The Sensor Tower forecast for music app revenue in 2022 has dropped from $873 million (£700.2m) to $665m (£533.5m), as a result of the Covid-19 pandemic.
As revealed in the latest issue of Music Week, TikTok is experiencing a boom during the pandemic. Downloads of the TikTop app reached 14.1 million in March, up 6.8% on the previous month, according to Sensor Tower. A further surge could be recorded in April.
The mobile market insights firm said that the revision to its original forecast represents both the near and long-term impact of the pandemic on the European app economy.
App downloads are still expected to increased by 26.1% to 30.4bn across Europe between 2019 and 2022.
According to the forecast, the top European countries by mobile app user spending in 2022 will be the UK on $3.7bn (£3bn), Germany on $3.4bn (£2.7bn) and France on $2.4bn (£1.9bn).
Entertainment is projected to be the No. 2 revenue-generating category in 2022, overtaking social networking. Games is forecast to be the top category.

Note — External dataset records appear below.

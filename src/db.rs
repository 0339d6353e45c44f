use std::path::Path;

use anyhow::Result;
use rusqlite::Connection;
use serde::{Deserialize, Serialize};

pub const DB_PATH: &str = "data/sdr.sqlite";

pub fn connect(path: &Path) -> Result<Connection> {
    if let Some(dir) = path.parent().filter(|d| !d.as_os_str().is_empty()) {
        std::fs::create_dir_all(dir)?;
    }
    let conn = Connection::open(path)?;
    conn.execute_batch("PRAGMA journal_mode=WAL; PRAGMA foreign_keys=ON;")?;
    Ok(conn)
}

pub fn init_schema(conn: &Connection) -> Result<()> {
    conn.execute_batch(
        "
        CREATE TABLE IF NOT EXISTS aircraft_registry (
            tail_number  TEXT PRIMARY KEY,
            make         TEXT,
            model        TEXT,
            engine_type  TEXT,
            updated_at   TEXT NOT NULL
        );

        CREATE TABLE IF NOT EXISTS sdr_reports (
            id                      INTEGER PRIMARY KEY,
            report_key              TEXT NOT NULL UNIQUE,
            control_number          TEXT UNIQUE,
            difficulty_date         TEXT,
            tail_number             TEXT REFERENCES aircraft_registry(tail_number),
            submitter               TEXT,
            jasc_code               TEXT,
            stage_of_operation      TEXT,
            nature_of_condition     TEXT,
            precautionary_procedure TEXT,
            aircraft_make           TEXT,
            aircraft_model          TEXT,
            aircraft_serial         TEXT,
            total_aircraft_time     TEXT,
            engine_make             TEXT,
            engine_model            TEXT,
            description             TEXT,
            part_name               TEXT,
            part_manufacturer       TEXT,
            part_number             TEXT,
            part_condition          TEXT,
            part_location           TEXT,
            loaded_at               TEXT NOT NULL
        );
        CREATE INDEX IF NOT EXISTS idx_sdr_tail ON sdr_reports(tail_number);
        CREATE INDEX IF NOT EXISTS idx_sdr_jasc ON sdr_reports(jasc_code);
        ",
    )?;
    Ok(())
}

// ── Records ──

/// One parsed Service Difficulty Report. `None` means the field was not
/// found (serialized as `null`), never an empty string.
#[derive(Debug, Clone, Default, PartialEq, Eq, Serialize, Deserialize)]
pub struct SdrRecord {
    pub control_number: Option<String>,
    pub difficulty_date: Option<String>,
    pub tail_number: Option<String>,
    pub submitter: Option<String>,
    pub jasc_code: Option<String>,
    pub stage_of_operation: Option<String>,
    pub nature_of_condition: Option<String>,
    pub precautionary_procedure: Option<String>,
    pub aircraft_make: Option<String>,
    pub aircraft_model: Option<String>,
    pub aircraft_serial: Option<String>,
    pub total_aircraft_time: Option<String>,
    pub engine_make: Option<String>,
    pub engine_model: Option<String>,
    pub description: Option<String>,
    pub part_name: Option<String>,
    pub part_manufacturer: Option<String>,
    pub part_number: Option<String>,
    pub part_condition: Option<String>,
    pub part_location: Option<String>,
}

impl SdrRecord {
    fn fields(&self) -> [&Option<String>; 20] {
        [
            &self.control_number,
            &self.difficulty_date,
            &self.tail_number,
            &self.submitter,
            &self.jasc_code,
            &self.stage_of_operation,
            &self.nature_of_condition,
            &self.precautionary_procedure,
            &self.aircraft_make,
            &self.aircraft_model,
            &self.aircraft_serial,
            &self.total_aircraft_time,
            &self.engine_make,
            &self.engine_model,
            &self.description,
            &self.part_name,
            &self.part_manufacturer,
            &self.part_number,
            &self.part_condition,
            &self.part_location,
        ]
    }

    /// Conflict key for storage: the control number, or for reports without
    /// one, the aircraft, date, code and narrative joined together.
    pub fn report_key(&self) -> String {
        if let Some(control) = &self.control_number {
            return control.clone();
        }
        let parts = [
            &self.tail_number,
            &self.difficulty_date,
            &self.jasc_code,
            &self.description,
        ];
        let joined: Vec<&str> = parts.iter().map(|f| f.as_deref().unwrap_or("")).collect();
        format!("~{}", joined.join("\u{1f}"))
    }

    /// True when no field was extracted at all.
    pub fn is_empty(&self) -> bool {
        self.fields().iter().all(|f| f.is_none())
    }
}

/// Row of the aircraft registry derived from a batch of reports.
#[derive(Debug, Clone, PartialEq, Eq, Serialize, Deserialize)]
pub struct AircraftRow {
    pub tail_number: String,
    pub make: Option<String>,
    pub model: Option<String>,
    pub engine_type: Option<String>,
}

/// Merge aircraft rows on `tail_number`. Returns rows written.
pub fn upsert_aircraft(conn: &Connection, rows: &[AircraftRow]) -> Result<usize> {
    let now = chrono::Utc::now().to_rfc3339();
    let tx = conn.unchecked_transaction()?;
    let mut count = 0;
    {
        let mut stmt = tx.prepare(
            "INSERT INTO aircraft_registry (tail_number, make, model, engine_type, updated_at)
             VALUES (?1, ?2, ?3, ?4, ?5)
             ON CONFLICT(tail_number) DO UPDATE SET
                make = excluded.make,
                model = excluded.model,
                engine_type = excluded.engine_type,
                updated_at = excluded.updated_at",
        )?;
        for r in rows {
            count += stmt.execute(rusqlite::params![
                r.tail_number, r.make, r.model, r.engine_type, now,
            ])?;
        }
    }
    tx.commit()?;
    Ok(count)
}

/// Merge reports on [`SdrRecord::report_key`].
pub fn upsert_reports(conn: &Connection, records: &[SdrRecord]) -> Result<usize> {
    let now = chrono::Utc::now().to_rfc3339();
    let tx = conn.unchecked_transaction()?;
    let mut count = 0;
    {
        let mut stmt = tx.prepare(
            "INSERT INTO sdr_reports
             (report_key, control_number, difficulty_date, tail_number, submitter, jasc_code,
              stage_of_operation, nature_of_condition, precautionary_procedure,
              aircraft_make, aircraft_model, aircraft_serial, total_aircraft_time,
              engine_make, engine_model, description, part_name, part_manufacturer,
              part_number, part_condition, part_location, loaded_at)
             VALUES (?1,?2,?3,?4,?5,?6,?7,?8,?9,?10,?11,?12,?13,?14,?15,?16,?17,?18,?19,?20,?21,?22)
             ON CONFLICT(report_key) DO UPDATE SET
                control_number = excluded.control_number,
                difficulty_date = excluded.difficulty_date,
                tail_number = excluded.tail_number,
                submitter = excluded.submitter,
                jasc_code = excluded.jasc_code,
                stage_of_operation = excluded.stage_of_operation,
                nature_of_condition = excluded.nature_of_condition,
                precautionary_procedure = excluded.precautionary_procedure,
                aircraft_make = excluded.aircraft_make,
                aircraft_model = excluded.aircraft_model,
                aircraft_serial = excluded.aircraft_serial,
                total_aircraft_time = excluded.total_aircraft_time,
                engine_make = excluded.engine_make,
                engine_model = excluded.engine_model,
                description = excluded.description,
                part_name = excluded.part_name,
                part_manufacturer = excluded.part_manufacturer,
                part_number = excluded.part_number,
                part_condition = excluded.part_condition,
                part_location = excluded.part_location,
                loaded_at = excluded.loaded_at",
        )?;
        for r in records {
            count += stmt.execute(rusqlite::params![
                r.report_key(), r.control_number, r.difficulty_date, r.tail_number, r.submitter, r.jasc_code,
                r.stage_of_operation, r.nature_of_condition, r.precautionary_procedure,
                r.aircraft_make, r.aircraft_model, r.aircraft_serial, r.total_aircraft_time,
                r.engine_make, r.engine_model, r.description, r.part_name, r.part_manufacturer,
                r.part_number, r.part_condition, r.part_location, now,
            ])?;
        }
    }
    tx.commit()?;
    Ok(count)
}

// ── Stats ──

pub struct Stats {
    pub reports: usize,
    pub with_tail: usize,
    pub aircraft: usize,
    pub jasc_codes: usize,
}

pub fn get_stats(conn: &Connection) -> Result<Stats> {
    let reports: usize = conn.query_row("SELECT COUNT(*) FROM sdr_reports", [], |r| r.get(0))?;
    let with_tail: usize = conn.query_row(
        "SELECT COUNT(*) FROM sdr_reports WHERE tail_number IS NOT NULL",
        [],
        |r| r.get(0),
    )?;
    let aircraft: usize =
        conn.query_row("SELECT COUNT(*) FROM aircraft_registry", [], |r| r.get(0))?;
    let jasc_codes: usize = conn.query_row(
        "SELECT COUNT(DISTINCT jasc_code) FROM sdr_reports",
        [],
        |r| r.get(0),
    )?;
    Ok(Stats {
        reports,
        with_tail,
        aircraft,
        jasc_codes,
    })
}
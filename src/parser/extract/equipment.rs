use std::sync::LazyLock;

use regex::Regex;

use crate::db::SdrRecord;
use crate::parser::normalize::clean;

// Fixed-column rows: | make | model | serial | total time |
static AIRCRAFT_ROW_RE: LazyLock<Regex> = LazyLock::new(|| {
    Regex::new(r"\(a\)\s*Aircraft\s*\|([^|]*)\|([^|]*)\|([^|]*)\|([^|]*)\|").unwrap()
});
static ENGINE_ROW_RE: LazyLock<Regex> = LazyLock::new(|| {
    Regex::new(r"\(b\)\s*Engine\s*\|([^|]*)\|([^|]*)\|([^|]*)\|([^|]*)\|").unwrap()
});

/// §3 Equipment. A missing row leaves all of its columns absent.
pub fn extract(block: &str, record: &mut SdrRecord) {
    let [make, model, serial, total_time] = row(&AIRCRAFT_ROW_RE, block);
    record.aircraft_make = make;
    record.aircraft_model = model;
    record.aircraft_serial = serial;
    record.total_aircraft_time = total_time;

    let [make, model, _, _] = row(&ENGINE_ROW_RE, block);
    record.engine_make = make;
    record.engine_model = model;
}

fn row(re: &Regex, block: &str) -> [Option<String>; 4] {
    match re.captures(block) {
        Some(caps) => std::array::from_fn(|i| caps.get(i + 1).and_then(|m| clean(m.as_str()))),
        None => Default::default(),
    }
}

#[cfg(test)]
mod tests {
    use super::*;

    #[test]
    fn both_rows() {
        let block = "\
                  |  Make      |  Model    |  Serial #     |  Total Time  |
(a) Aircraft      | CESSNA     | 172S      | 172S10234     | 4521.3       |
(b) Engine        | LYCOMING   | IO360L2A  | L-12345-51A   | N/A          |
";
        let mut r = SdrRecord::default();
        extract(block, &mut r);
        assert_eq!(r.aircraft_make.as_deref(), Some("CESSNA"));
        assert_eq!(r.aircraft_model.as_deref(), Some("172S"));
        assert_eq!(r.aircraft_serial.as_deref(), Some("172S10234"));
        assert_eq!(r.total_aircraft_time.as_deref(), Some("4521.3"));
        assert_eq!(r.engine_make.as_deref(), Some("LYCOMING"));
        assert_eq!(r.engine_model.as_deref(), Some("IO360L2A"));
    }

    #[test]
    fn missing_engine_row() {
        let block = "(a) Aircraft | PIPER | PA28-181 |  | 8800 |";
        let mut r = SdrRecord {
            engine_make: Some("stale".into()),
            ..Default::default()
        };
        extract(block, &mut r);
        assert_eq!(r.aircraft_make.as_deref(), Some("PIPER"));
        assert_eq!(r.aircraft_serial, None);
        assert_eq!(r.engine_make, None);
        assert_eq!(r.engine_model, None);
    }
}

Russia is set to be the top country for app downloads in the region, picking up 6.6 billion new installs in 2022, up 24.8% from 2019. Turkey is predicted to rank at No. 2 in 2022, with 4.2 billion downloads, up 38.9% from 2019, while the UK will rank at No. 3, accumulating close to 2.7 billion downloads in 2022, up 21.9% from 2019.
In a separate forecast of the streaming sector, Futuresource expects the growth of subscriptions to be relatively unaffected across 2020 as a result of Covid-19. It projects a total subscriber count of 371m globally at the end of 2020, up 19% compared to 2019.
However, the current lockdown in most countries globally is set to have a deeper impact on the content consumption hours that each streaming service will be able to generate, according to the study.